Ukraine’s parliament has failed to curb executive powers. Earlier, the government summoned the German ambassador to Kyiv in protest over a call for sanctions by Foreign Minister Frank-Walter Steinmeier.
In a special session Tuesday, Ukraine's parliament could not agree on reducing President Viktor Yanukovych's powers. Boxer-turned-politician Vitali Klitschko (pictured) said he asked the president earlier Tuesday to allow the legislature more control over the country.
After his meeting with the president, Klitschko urged parliament to "end the dictatorship."
Earlier on Tuesday, Ukraine's government summoned German Ambassador Christof Weil after Berlin's top diplomat Frank-Walter Steinmeier had threatened Kyiv with sanctions. The Ukrainian Foreign Ministry said that the domestic political situation in Ukraine should be assessed objectively and that "provocative statements" should be avoided.
Steinmeier had said Monday that Germany remained ready to take decisive action against Ukraine's leadership to persuade the country to work with the opposition to resolve the political standoff. A violent police response to protests has led to at least six deaths in the past two weeks.
He said that "sanctions should be now be displayed as a threat." He added that, though there had been "small moves that were reason for a little hope" in recent days, Ukraine "remains a powder keg, and I hope that neither side sets it off."

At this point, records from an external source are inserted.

use axum::{
    http::StatusCode,
    response::{IntoResponse, Response},
    Json,
};
use serde_json::json;
use thiserror::Error;

pub type Result<T> = std::result::Result<T, AppError>;

#[derive(Debug, Error)]
pub enum AppError {
    #[error("{0}")]
    Validation(String),

    #[error("{0}")]
    Duplicate(String),

    #[error("{0}")]
    NotFound(String),

    #[error("{0}")]
    Forbidden(String),

    #[error("Unauthorized")]
    Unauthorized,

    /// The resource exists but is busy, e.g. a sync already in progress.
    #[error("{0}")]
    Conflict(String),

    #[error("Database error: {0}")]
    Database(#[from] sqlx::Error),

    #[error("{0}")]
    Internal(String),
}

impl AppError {
    pub fn status(&self) -> StatusCode {
        match self {
            AppError::Validation(_) => StatusCode::BAD_REQUEST,
            AppError::Duplicate(_) | AppError::Conflict(_) => StatusCode::CONFLICT,
            AppError::NotFound(_) => StatusCode::NOT_FOUND,
            AppError::Forbidden(_) => StatusCode::FORBIDDEN,
            AppError::Unauthorized => StatusCode::UNAUTHORIZED,
            AppError::Database(_) | AppError::Internal(_) => StatusCode::INTERNAL_SERVER_ERROR,
        }
    }
}

/// True when `err` comes from a UNIQUE constraint.
pub fn is_unique_violation(err: &sqlx::Error) -> bool {
    matches!(err, sqlx::Error::Database(e) if e.is_unique_violation())
}

impl IntoResponse for AppError {
    fn into_response(self) -> Response {
        let status = self.status();
        let message = match &self {
            AppError::Database(e) => {
                tracing::error!(error = %e, "database error");
                "Internal server error".to_string()
            }
            AppError::Internal(msg) => {
                tracing::error!(error = %msg, "internal error");
                "Internal server error".to_string()
            }
            other => other.to_string(),
        };

        (status, Json(json!({ "error": message }))).into_response()
    }
}
use chrono::{DateTime, Utc};
use serde::{Deserialize, Serialize};

/// Who a project belongs to.
#[derive(Debug, Clone, Copy, PartialEq, Eq, Serialize, Deserialize, sqlx::Type)]
#[repr(i32)]
#[serde(rename_all = "lowercase")]
pub enum OwnerKind {
    User = 0,
    Organization = 1,
}

/// Lifecycle of a project. Ordered: a project only ever moves forward.
#[derive(
    Debug, Clone, Copy, PartialEq, Eq, PartialOrd, Ord, Serialize, Deserialize, sqlx::Type,
)]
#[repr(i32)]
#[serde(rename_all = "lowercase")]
pub enum ProjectStatus {
    /// Inserted, initialization not done yet.
    Created = 0,
    /// Initialization (first sync for git projects) complete.
    Init = 1,
}

/// Outcome of the most recent repository sync of a git-backed project.
#[derive(Debug, Clone, Copy, PartialEq, Eq, Serialize, Deserialize, sqlx::Type)]
#[repr(i32)]
#[serde(rename_all = "lowercase")]
pub enum SyncStatus {
    Succ = 0,
    Doing = 1,
    Fail = 2,
}

#[derive(Debug, Clone, Serialize, Deserialize, sqlx::FromRow)]
pub struct User {
    pub id: i64,
    pub login: String,
    pub name: String,
    pub email: String,
    pub avatar_url: String,
    pub bio: String,
    pub github_id: Option<i64>,
    pub prefer_langs: String,
    #[serde(skip_serializing)]
    pub password_hash: String,
    pub created_at: DateTime<Utc>,
    pub updated_at: DateTime<Utc>,
}

#[derive(Debug, Clone, Serialize, Deserialize, sqlx::FromRow)]
pub struct Organization {
    pub id: i64,
    pub login: String,
    pub name: String,
    pub description: String,
    pub created_at: DateTime<Utc>,
    pub updated_at: DateTime<Utc>,
    /// Loaded separately from `organization_members`.
    #[sqlx(skip)]
    #[serde(skip)]
    pub member_ids: Vec<i64>,
}

#[derive(Debug, Clone, Serialize, Deserialize, sqlx::FromRow)]
pub struct Project {
    pub id: i64,
    pub owner_id: i64,
    pub owner_kind: OwnerKind,
    pub name: String,
    pub description: String,
    pub is_private: bool,
    pub is_git: bool,
    pub git_url: String,
    pub git_branch: String,
    /// Seconds between scheduled syncs; 0 disables scheduling.
    pub sync_time: i64,
    /// `|`-joined language codes.
    pub src_langs: String,
    pub tgt_langs: String,
    pub status: ProjectStatus,
    pub sync_status: Option<SyncStatus>,
    pub sync_message: Option<String>,
    #[serde(skip_serializing)]
    pub sync_token: Option<String>,
    pub sync_started_at: Option<DateTime<Utc>>,
    pub synced_at: Option<DateTime<Utc>>,
    pub sync_failures: i64,
    pub created_at: DateTime<Utc>,
    pub updated_at: DateTime<Utc>,
}
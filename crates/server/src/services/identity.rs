//! Owner resolution: a name in a URL may belong to a user or an organization.

use chrono::Utc;
use sqlx::{SqliteConnection, SqlitePool};

use crate::{
    db::models::{Organization, OwnerKind, User},
    error::{is_unique_violation, AppError, Result},
};

/// The resolved owner of a namespace.
#[derive(Debug, Clone)]
pub enum Owner {
    User(User),
    Organization(Organization),
}

impl Owner {
    pub fn kind(&self) -> OwnerKind {
        match self {
            Owner::User(_) => OwnerKind::User,
            Owner::Organization(_) => OwnerKind::Organization,
        }
    }

    pub fn id(&self) -> i64 {
        match self {
            Owner::User(user) => user.id,
            Owner::Organization(org) => org.id,
        }
    }
}

pub async fn find_user_by_login(pool: &SqlitePool, login: &str) -> Result<Option<User>> {
    let user = sqlx::query_as::<_, User>("SELECT * FROM users WHERE login = ?")
        .bind(login)
        .fetch_optional(pool)
        .await?;
    Ok(user)
}

pub async fn find_user_by_id(pool: &SqlitePool, id: i64) -> Result<Option<User>> {
    let user = sqlx::query_as::<_, User>("SELECT * FROM users WHERE id = ?")
        .bind(id)
        .fetch_optional(pool)
        .await?;
    Ok(user)
}

pub async fn find_user_by_github_id(pool: &SqlitePool, github_id: i64) -> Result<Option<User>> {
    let user = sqlx::query_as::<_, User>("SELECT * FROM users WHERE github_id = ?")
        .bind(github_id)
        .fetch_optional(pool)
        .await?;
    Ok(user)
}

/// Links a GitHub account to `user_id`. One account maps to at most one user.
pub async fn link_github_id(pool: &SqlitePool, user_id: i64, github_id: i64) -> Result<User> {
    if find_user_by_github_id(pool, github_id)
        .await?
        .is_some_and(|other| other.id != user_id)
    {
        return Err(AppError::Duplicate("GitHub account already linked".to_string()));
    }

    let mut tx = pool.begin().await?;
    let user = sqlx::query_as::<_, User>(
        "UPDATE users SET github_id = ?, updated_at = ? WHERE id = ? RETURNING *",
    )
    .bind(github_id)
    .bind(Utc::now())
    .bind(user_id)
    .fetch_optional(&mut *tx)
    .await
    .map_err(|e| {
        if is_unique_violation(&e) {
            AppError::Duplicate("GitHub account already linked".to_string())
        } else {
            AppError::Database(e)
        }
    })?
    .ok_or_else(|| AppError::NotFound("User not found".to_string()))?;
    tx.commit().await?;

    tracing::info!(user_id, github_id, "github account linked");
    Ok(user)
}

/// Lookup used by sign-in, which accepts either identifier.
pub async fn find_user_by_login_or_email(
    pool: &SqlitePool,
    login_or_email: &str,
) -> Result<Option<User>> {
    let user = sqlx::query_as::<_, User>("SELECT * FROM users WHERE login = ? OR email = ?")
        .bind(login_or_email)
        .bind(login_or_email)
        .fetch_optional(pool)
        .await?;
    Ok(user)
}

pub async fn find_organization_by_login(
    pool: &SqlitePool,
    login: &str,
) -> Result<Option<Organization>> {
    let org = sqlx::query_as::<_, Organization>("SELECT * FROM organizations WHERE login = ?")
        .bind(login)
        .fetch_optional(pool)
        .await?;

    let Some(mut org) = org else {
        return Ok(None);
    };

    org.member_ids = sqlx::query_scalar::<_, i64>(
        "SELECT user_id FROM organization_members WHERE org_id = ? ORDER BY user_id",
    )
    .bind(org.id)
    .fetch_all(pool)
    .await?;

    Ok(Some(org))
}

/// Users and organizations share one namespace.
pub async fn login_taken(pool: &SqlitePool, login: &str) -> Result<bool> {
    let count = sqlx::query_scalar::<_, i64>("SELECT COUNT(*) FROM logins WHERE login = ?")
        .bind(login)
        .fetch_one(pool)
        .await?;
    Ok(count > 0)
}

/// Reserves `login` inside the caller's transaction. The `logins` primary
/// key decides between a user and an organization racing for one name.
pub async fn claim_login(conn: &mut SqliteConnection, login: &str, kind: OwnerKind) -> Result<()> {
    sqlx::query("INSERT INTO logins (login, owner_kind) VALUES (?, ?)")
        .bind(login)
        .bind(kind)
        .execute(conn)
        .await
        .map_err(|e| {
            if is_unique_violation(&e) {
                AppError::Duplicate("Login already taken".to_string())
            } else {
                AppError::Database(e)
            }
        })?;
    Ok(())
}

/// Resolves `name` to a user, falling back to an organization.
pub async fn resolve_owner(pool: &SqlitePool, name: &str) -> Result<Owner> {
    if let Some(user) = find_user_by_login(pool, name).await? {
        return Ok(Owner::User(user));
    }
    if let Some(org) = find_organization_by_login(pool, name).await? {
        return Ok(Owner::Organization(org));
    }
    Err(AppError::NotFound("Owner not found".to_string()))
}

#[cfg(test)]
mod tests {
    use super::*;
    use crate::test_support::{insert_org, insert_user, TestDb};

    #[tokio::test]
    async fn resolves_users_before_organizations() {
        let db = TestDb::new().await;
        let alice = insert_user(&db.pool, "alice").await;

        let owner = resolve_owner(&db.pool, "alice").await.unwrap();
        assert_eq!(owner.kind(), OwnerKind::User);
        assert_eq!(owner.id(), alice.id);
    }

    #[tokio::test]
    async fn resolves_organizations_with_members() {
        let db = TestDb::new().await;
        let alice = insert_user(&db.pool, "alice").await;
        let org = insert_org(&db.pool, "acme", &[alice.id]).await;

        let owner = resolve_owner(&db.pool, "acme").await.unwrap();
        assert_eq!(owner.kind(), OwnerKind::Organization);
        assert_eq!(owner.id(), org.id);
        match owner {
            Owner::Organization(org) => assert_eq!(org.member_ids, vec![alice.id]),
            Owner::User(_) => panic!("expected organization"),
        }
    }

    #[tokio::test]
    async fn unknown_owner_is_not_found() {
        let db = TestDb::new().await;
        let err = resolve_owner(&db.pool, "nobody").await.unwrap_err();
        assert!(matches!(err, AppError::NotFound(_)));
    }

    #[tokio::test]
    async fn claimed_login_cannot_be_claimed_again() {
        let db = TestDb::new().await;
        insert_user(&db.pool, "alice").await;

        let mut conn = db.pool.acquire().await.unwrap();
        let err = claim_login(&mut *conn, "alice", OwnerKind::Organization)
            .await
            .unwrap_err();
        assert!(matches!(err, AppError::Duplicate(_)));

        claim_login(&mut *conn, "acme", OwnerKind::Organization)
            .await
            .unwrap();
        assert!(login_taken(&db.pool, "acme").await.unwrap());
    }

    #[tokio::test]
    async fn github_account_links_to_one_user() {
        let db = TestDb::new().await;
        let alice = insert_user(&db.pool, "alice").await;
        let bob = insert_user(&db.pool, "bob").await;

        let linked = link_github_id(&db.pool, alice.id, 42).await.unwrap();
        assert_eq!(linked.github_id, Some(42));
        let found = find_user_by_github_id(&db.pool, 42).await.unwrap().unwrap();
        assert_eq!(found.id, alice.id);

        // Relinking the same account is a no-op
        link_github_id(&db.pool, alice.id, 42).await.unwrap();

        let err = link_github_id(&db.pool, bob.id, 42).await.unwrap_err();
        assert!(matches!(err, AppError::Duplicate(_)));
        assert!(find_user_by_github_id(&db.pool, 7).await.unwrap().is_none());
    }

    #[tokio::test(flavor = "multi_thread", worker_threads = 4)]
    async fn inserted_users_are_visible_to_the_next_read() {
        let db = TestDb::new().await;
        for i in 0..100 {
            let login = format!("user{i}");
            let user = insert_user(&db.pool, &login).await;
            let owner = resolve_owner(&db.pool, &login).await.unwrap();
            assert_eq!(owner.id(), user.id);
        }
    }

    #[tokio::test]
    async fn login_namespace_is_shared() {
        let db = TestDb::new().await;
        insert_user(&db.pool, "alice").await;
        insert_org(&db.pool, "acme", &[]).await;

        assert!(login_taken(&db.pool, "alice").await.unwrap());
        assert!(login_taken(&db.pool, "acme").await.unwrap());
        assert!(!login_taken(&db.pool, "free").await.unwrap());
    }
}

Meanwhile, EU foreign policy chief Catherine Ashton dined with opposition leaders after arriving in Kyiv on Tuesday. She will hold talks with President Yanukovych on Wednesday.
Possible EU-US aid
On Monday, the European Union and the United States had confirmed reports that they were looking at options forproviding financial assistance to Ukraine
if the country managed to resolve its political crisis. The current political unrest was sparked by President Yanukovych's decision in November to balk at signing an Association Agreement with the European Union.
Shortly afterwards, he agreed to accept a loans package worth about $15 billion (11 billion euros) from Russia. Both European Commission President Jose Manuel Barroso and German Foreign Minister Steinmeier have warned against being drawn into a sort of bidding war in which aid is traded for influence over Ukraine's political future.
"What we can do for a country in difficulties, a country facing enormous challenges, whether we can do a little more in this critical phase, that's what we're currently discussing with other partners," Barroso said Monday.
Biden calls Yanukovych
Later, confirmation came from the US when State Department spokeswoman Jennifer Psaki said that Washington was in "preliminary" discussions with the EU regarding possible financial aid for Ukraine.
"The next step is the creation of a new government, and then we will consider what support we would be able to and prepared to provide," Psaki said.
Meanwhile, US Vice President Joe Biden telephoned President Yanukovych on Tuesday. According to the White House, Biden urged Yanukovych to take immediate steps to diffuse the crisis, including pulling back riot police, releasing detained protesters and holding to account those responsible for attacking and beating journalists and protesters.